Le candidat présidentiel Ulysse Riveneuve met la France en émoi en proposant d’abolir la mention du sexe à l’état civil. C’est ce qu’imagine Thierry Hoquet dans son conte philosophique «Sexus nullus»
«Car lorsqu’on dit monsieur ou madame, en réalité on ne prend en compte que la partie – braquemard ou vulve! «Bonjour Braquemard!», «Merci Vulve!» Avouez, mes chères compatriotes, qu’il s’agit là d’une bien étrange politesse!» Ainsi Ulysse Riveneuve, candidat à la présidence de la République française, harangue-t-il ses auditeurs lors de son premier discours public, le 13 juin d’une année qui n’est pas précisée, mais qui, à vue de nez, est probablement 2016. Des élections se préparent en effet pour désigner le successeur d’un président socialiste qui, par un glissement patronymique assez goûtu, est appelé ici «François Gouda».

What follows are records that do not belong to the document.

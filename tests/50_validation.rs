mod common;

use std::sync::Arc;

use anyhow::Result;
use serde_json::{json, Value};

use common::{admin, editor, input, request, viewer};
use resource_admin::store::MemoryStore;
use resource_admin::types::RequestContext;
use resource_admin::validation::Rule;
use resource_admin::{AdminEngine, AdminRequest, EngineError};

fn engine_with_store() -> (AdminEngine, Arc<MemoryStore>) {
    common::init_tracing();
    let store = Arc::new(common::store());
    (AdminEngine::new(common::registry(), store.clone()), store)
}

fn messages(err: &EngineError, attribute: &str) -> Vec<String> {
    err.validation_errors()
        .and_then(|errors| errors.get(attribute))
        .map(|m| m.to_vec())
        .unwrap_or_default()
}

fn rule_names(rules: &[Rule]) -> Vec<&str> {
    rules.iter().map(Rule::as_str).collect()
}

fn attaching(actor: resource_admin::auth::Actor, user: i64, body: Value) -> AdminRequest {
    request(actor, "users", RequestContext::Attach)
        .with_resource_id(user)
        .related("roles", None, "roles")
        .with_input(input(body))
}

// ========================================
// Rule assembly
// ========================================

#[test]
fn creation_rules_come_from_creation_fields() -> Result<()> {
    let engine = common::engine();
    let rules = engine.rules(&request(admin(), "users", RequestContext::Create))?;

    assert_eq!(rules.keys().collect::<Vec<_>>(), vec!["email", "name"]);
    assert_eq!(rule_names(&rules["email"]), vec!["required", "email", "unique:users,email"]);
    Ok(())
}

#[test]
fn update_rules_substitute_the_record_key() -> Result<()> {
    let engine = common::engine();
    let req = request(admin(), "users", RequestContext::Update).with_resource_id(2);
    let rules = engine.rules(&req)?;
    assert_eq!(rule_names(&rules["email"]), vec!["required", "email", "unique:users,email,2"]);

    // Without a record the placeholder becomes NULL
    let rules = engine.rules(&request(admin(), "users", RequestContext::Update))?;
    assert_eq!(rule_names(&rules["email"]), vec!["required", "email", "unique:users,email,NULL"]);
    Ok(())
}

#[test]
fn readonly_fields_contribute_no_rules() -> Result<()> {
    let engine = common::engine();
    let rules = engine.rules(&request(editor(), "posts", RequestContext::Create))?;
    assert!(!rules.contains_key("views"));
    assert!(rules.contains_key("title"));
    assert!(rules.contains_key("status"));
    Ok(())
}

#[test]
fn attachment_rules_require_an_existing_related_key() -> Result<()> {
    let engine = common::engine();
    let req = request(admin(), "users", RequestContext::Attach)
        .with_resource_id(1)
        .related("roles", None, "roles");
    let rules = engine.rules(&req)?;

    assert_eq!(rule_names(&rules["roles"]), vec!["required", "exists:roles,id"]);
    assert_eq!(rule_names(&rules["notes"]), vec!["nullable", "max:50"]);
    Ok(())
}

#[test]
fn listing_contexts_have_no_rules() {
    let engine = common::engine();
    let result = engine.rules(&request(admin(), "users", RequestContext::Index));
    assert!(matches!(result, Err(EngineError::Conflict(_))));
}

// ========================================
// Create and update
// ========================================

#[test]
fn create_validates_fills_and_stores() -> Result<()> {
    let (engine, store) = engine_with_store();
    let req = request(editor(), "posts", RequestContext::Create).with_input(input(json!({
        "title": "Pattern matching",
        "status": "draft",
        "author": 2,
        "views": 999,
        "id": 77
    })));
    let record = engine.create(&req)?;

    assert_eq!(record.value("id"), &json!(7));
    assert_eq!(record.value("author_id"), &json!(2));
    // Readonly and hidden fields are never filled
    assert_eq!(record.value("views"), &Value::Null);
    assert_eq!(store.rows("posts")?.len(), 7);
    Ok(())
}

#[test]
fn create_collects_every_violation() {
    let engine = common::engine();
    let req = request(editor(), "posts", RequestContext::Create).with_input(input(json!({
        "title": "x".repeat(121),
        "status": "archived"
    })));
    let err = engine.create(&req).unwrap_err();

    assert_eq!(err.status_code(), 422);
    assert_eq!(messages(&err, "title"), vec!["The title must be no more than 120 characters."]);
    assert_eq!(messages(&err, "status"), vec!["The selected status is invalid."]);
}

#[test]
fn after_validation_hook_adds_its_own_errors() {
    let engine = common::engine();
    let req = request(editor(), "posts", RequestContext::Create)
        .with_input(input(json!({"title": "Untitled", "status": "draft"})));
    let err = engine.create(&req).unwrap_err();
    assert_eq!(messages(&err, "title"), vec!["Pick a real title."]);
}

#[test]
fn create_is_forbidden_before_validation() {
    let engine = common::engine();
    let req = request(viewer(), "posts", RequestContext::Create).with_input(input(json!({})));
    assert!(matches!(engine.create(&req), Err(EngineError::Forbidden(_))));
}

#[test]
fn create_through_a_parent_needs_add_on_the_parent() -> Result<()> {
    let engine = common::engine();
    // Undeclared add abilities are allowed
    let req = request(editor(), "posts", RequestContext::Create)
        .via("users", 1, "posts")
        .with_input(input(json!({"title": "Via parent", "status": "draft"})));
    engine.create(&req)?;

    let req = request(editor(), "posts", RequestContext::Create)
        .via("users", 42, "posts")
        .with_input(input(json!({"title": "Orphan", "status": "draft"})));
    assert!(matches!(engine.create(&req), Err(EngineError::NotFound(_))));
    Ok(())
}

#[test]
fn unique_rule_ignores_the_record_being_updated() -> Result<()> {
    let (engine, store) = engine_with_store();

    let req = request(viewer(), "users", RequestContext::Update)
        .with_resource_id(1)
        .with_input(input(json!({"name": "Ada L.", "email": "ada@example.com"})));
    let record = engine.update(&req)?;
    assert_eq!(record.value("name"), &json!("Ada L."));
    assert_eq!(store.rows("users")?[0]["name"], json!("Ada L."));

    let req = request(viewer(), "users", RequestContext::Update)
        .with_resource_id(1)
        .with_input(input(json!({"name": "Ada", "email": "brian@example.com"})));
    let err = engine.update(&req).unwrap_err();
    assert_eq!(messages(&err, "email"), vec!["The email has already been taken."]);
    Ok(())
}

#[test]
fn update_of_missing_record_is_not_found() {
    let engine = common::engine();
    let req = request(editor(), "posts", RequestContext::Update)
        .with_resource_id(404)
        .with_input(input(json!({"title": "Nope", "status": "draft"})));
    assert!(matches!(engine.update(&req), Err(EngineError::NotFound(_))));
}

// ========================================
// Attach and update-attached
// ========================================

#[test]
fn attach_inserts_the_join_row_with_pivot_values() -> Result<()> {
    let (engine, store) = engine_with_store();
    let pivot = engine.attach(&attaching(admin(), 2, json!({"roles": 3, "notes": "trial"})))?;

    assert_eq!(pivot.value("user_id"), &json!(2));
    assert_eq!(pivot.value("role_id"), &json!(3));
    let rows = store.rows("role_user")?;
    assert_eq!(rows.len(), 4);
    assert_eq!(rows[3]["notes"], json!("trial"));
    assert!(rows[3].get("id").is_none());
    Ok(())
}

#[test]
fn attach_rejects_duplicates_and_missing_targets() {
    let engine = common::engine();

    let err = engine.attach(&attaching(admin(), 2, json!({"roles": 2}))).unwrap_err();
    assert_eq!(messages(&err, "roles"), vec!["This role is already attached."]);

    let err = engine.attach(&attaching(admin(), 2, json!({"roles": 99}))).unwrap_err();
    assert_eq!(messages(&err, "roles"), vec!["The selected roles is invalid."]);

    let err = engine
        .attach(&attaching(admin(), 2, json!({"roles": 3, "notes": "n".repeat(51)})))
        .unwrap_err();
    assert_eq!(messages(&err, "notes"), vec!["The notes must be no more than 50 characters."]);
}

#[test]
fn attach_needs_attach_abilities() {
    let engine = common::engine();
    let result = engine.attach(&attaching(editor(), 2, json!({"roles": 3})));
    assert!(matches!(result, Err(EngineError::Forbidden(_))));
}

#[test]
fn attach_through_a_non_pivot_relationship_is_a_conflict() {
    let engine = common::engine();
    let req = request(admin(), "users", RequestContext::Attach)
        .with_resource_id(1)
        .related("posts", None, "posts")
        .with_input(input(json!({"posts": 2})));
    assert!(matches!(engine.attach(&req), Err(EngineError::Conflict(_))));
}

#[test]
fn update_attached_rewrites_only_the_join_row() -> Result<()> {
    let (engine, store) = engine_with_store();
    let req = request(admin(), "users", RequestContext::UpdateAttached)
        .with_resource_id(1)
        .related("roles", Some(json!(2)), "roles")
        .with_input(input(json!({"notes": "promoted"})));
    let pivot = engine.update_attached(&req)?;
    assert_eq!(pivot.value("notes"), &json!("promoted"));

    let rows = store.rows("role_user")?;
    assert_eq!(rows[1]["notes"], json!("promoted"));
    assert_eq!(rows[0]["notes"], json!("founder"));
    assert_eq!(rows[2]["notes"], json!("night shift"));
    Ok(())
}

#[test]
fn update_attached_form_shows_the_readonly_selector_and_stored_pivot_values() -> Result<()> {
    let engine = common::engine();
    let req = request(admin(), "users", RequestContext::UpdateAttached)
        .with_resource_id(1)
        .related("roles", Some(json!(1)), "roles");
    let form = engine.update_attached_form(&req)?;

    assert_eq!(common::attributes(&form.fields), vec!["roles", "notes"]);
    let values: Vec<Value> = form.fields.iter().map(|f| f.value.clone()).collect();
    assert_eq!(values, vec![json!(1), json!("founder")]);
    Ok(())
}

#[test]
fn update_attached_of_unattached_record_is_not_found() {
    let engine = common::engine();
    let req = request(admin(), "users", RequestContext::UpdateAttached)
        .with_resource_id(2)
        .related("roles", Some(json!(1)), "roles")
        .with_input(input(json!({"notes": "x"})));
    assert!(matches!(engine.update_attached(&req), Err(EngineError::NotFound(_))));
}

Et si… Et si on cessait purement et simplement d’inscrire le sexe de chaque personne à l’état civil, se demande l’épistémologue Thierry Hoquet dans Sexus nullus , conte philosophique, mi-utopique, mi-satirique, paru ces jours aux Editions iXe. «Bien sûr, il y aura toujours des individus à pénis, des individus à vagin et des individus qui échapperont à toute identification. Mais pourquoi l’afficher? Au nom de quel étrange fétiche les individus doivent-ils porter leurs génitoires en sautoir? La République a-t-elle besoin de s’immiscer dans l’aine des citoyens et de les contraindre à proclamer leur anatomie? Finissons-en avec la République des parties!» poursuit le candidat Riveneuve – dont le programme électoral tout entier tient en cette unique proposition.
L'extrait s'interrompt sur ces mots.